29575684 In 2018, Reinders et al. created a database for PTCH1. The database contains 331 previously described variants as well as 110 pathogenic or likely pathogenic variants identified using Sanger sequencing and Multiplex Ligation-dependent Probe Amplification (MLPA) in patients from either the VU University Medical Center (VUMC) or Maastricht University Medical Centre (MUMC). Of these 110 variants, 42 are frameshift, 29 are nonsense, 14 are missense, 16 are splicing errors, and 8 are either large duplications or deletions. Additionally, 80.0% of the individuals screened for these variants were either suspected or diagnosed cases of basal cell nevus syndrome (BCNS), while the remaining 20% of individuals had a family member with either a confirmed or suspected case of BCNS.

Haploinsufficiency phenotype comments:

Loss of function variants within this gene have been associated with nevoid basal cell carcinoma syndrome. Variants in PTCH1 have also been associated with holoprosencephaly; however, it is believed that this phenotype is caused by gain of function variants (OMIM: #610828 and PMID: 11941477).

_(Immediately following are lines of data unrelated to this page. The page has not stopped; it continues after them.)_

use std::collections::BTreeMap;

use kt_model::{Labels, ResourceKind};
use serde_json::Value;

/// A fully rendered manifest, ready to submit.
///
/// `name` and `labels` are read back from the rendered body, so they always
/// agree with what the control plane will see.
#[derive(Debug, Clone, PartialEq)]
pub struct RenderedResource {
    kind: ResourceKind,
    name: String,
    labels: Labels,
    body: Value,
}

impl RenderedResource {
    pub(crate) fn from_body(kind: ResourceKind, body: Value) -> Self {
        let name = body
            .pointer("/metadata/name")
            .and_then(Value::as_str)
            .unwrap_or_default()
            .to_string();
        let labels = body
            .pointer("/metadata/labels")
            .and_then(Value::as_object)
            .map(|map| {
                map.iter()
                    .filter_map(|(k, v)| v.as_str().map(|v| (k.clone(), v.to_string())))
                    .collect::<BTreeMap<_, _>>()
            })
            .map(Labels::from)
            .unwrap_or_default();

        Self {
            kind,
            name,
            labels,
            body,
        }
    }

    pub fn kind(&self) -> ResourceKind {
        self.kind
    }

    pub fn name(&self) -> &str {
        &self.name
    }

    pub fn labels(&self) -> &Labels {
        &self.labels
    }

    pub fn body(&self) -> &Value {
        &self.body
    }

    pub fn into_body(self) -> Value {
        self.body
    }
}
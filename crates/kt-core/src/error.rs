use std::path::PathBuf;

use kt_model::{AttemptLabel, ModelError, ResourceKind};
use thiserror::Error;

/// Malformed or unreadable base template.
#[derive(Debug, Error)]
pub enum TemplateError {
    #[error("cannot read template '{path}'")]
    Read {
        path: PathBuf,
        #[source]
        source: std::io::Error,
    },

    #[error("cannot parse template '{path}'")]
    Parse {
        path: PathBuf,
        #[source]
        source: serde_yaml::Error,
    },

    #[error("{template} template '{source_name}': missing or malformed field `{field}`")]
    Missing {
        template: &'static str,
        source_name: String,
        field: &'static str,
    },

    #[error("{actual} template '{source_name}' used to render a {expected} resource")]
    WrongRole {
        expected: &'static str,
        actual: &'static str,
        source_name: String,
    },
}

/// Failure reported by the control plane. Never retried.
#[derive(Debug, Error)]
pub enum ControlPlaneError {
    #[error("failed to create {kind} '{name}': {reason}")]
    Create {
        kind: ResourceKind,
        name: String,
        reason: String,
    },

    #[error("failed to list {kind} resources with selector '{selector}': {reason}")]
    List {
        kind: ResourceKind,
        selector: String,
        reason: String,
    },

    #[error("failed to delete {kind} '{name}': {reason}")]
    Delete {
        kind: ResourceKind,
        name: String,
        reason: String,
    },

    #[error("cannot encode {kind} '{name}' for the API: {reason}")]
    Encode {
        kind: ResourceKind,
        name: String,
        reason: String,
    },
}

#[derive(Debug, Error)]
pub enum CoreError {
    #[error("configuration error: {0}")]
    Configuration(String),

    #[error("cannot read {what} '{path}'")]
    Read {
        what: &'static str,
        path: PathBuf,
        #[source]
        source: std::io::Error,
    },

    #[error(transparent)]
    Template(#[from] TemplateError),

    #[error(transparent)]
    ControlPlane(#[from] ControlPlaneError),

    #[error(transparent)]
    Model(#[from] ModelError),

    /// A launch stopped part way. Resources created so far stay live until a
    /// teardown with `label` removes them.
    #[error("launch of attempt '{label}' aborted after {created} resource(s) were created")]
    LaunchAborted {
        label: AttemptLabel,
        created: usize,
        #[source]
        source: Box<CoreError>,
    },
}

  • Triplosensitivity score: 0
  • Strength of Evidence (disclaimer): No evidence for dosage pathogenicity
Evidence for gain of function phenotype
PubMed ID Description
18830227 In 2009, Derwinska et al. used cytogenic analysis, array CGH, FISH analysis, sequence analysis with oligonucleotide coordinates, and PCR on a 21-month-old child displaying failure to thrive, microcephaly, and developmental delay. These analyses were also done on the child?s mother who had had 7 previous miscarriages and whom the authors described as ?mildly delayed.? These analyses found that both the proband and his mother had the same variant: a duplication which included the entire PTCH1 gene as well as the noncoding first exon of the gene FANCC. The authors noted that they do not feel that the inclusion of FANCC is responsible for these phenotypes.

Triplosensitivity phenotype comment:

Another, larger duplication involving PTCH1 has been reported (PMID: 21567912) in a mother and two children with developmental delay, microcephaly, and dysmorphic features. PTCH1 has been postulated to be a candidate gene for the phenotype observed in this duplication, but the potential for the other 14 genes duplicated in the region to have an effect on phenotype cannot be ruled out. Additionally, in 2018, Prontera et al. described a duplication of 9q22.32 involving PTCH1 and 7 other genes in a father and daughter with Schilbach-Rott Syndrome (SRS) (PMID: 30936464).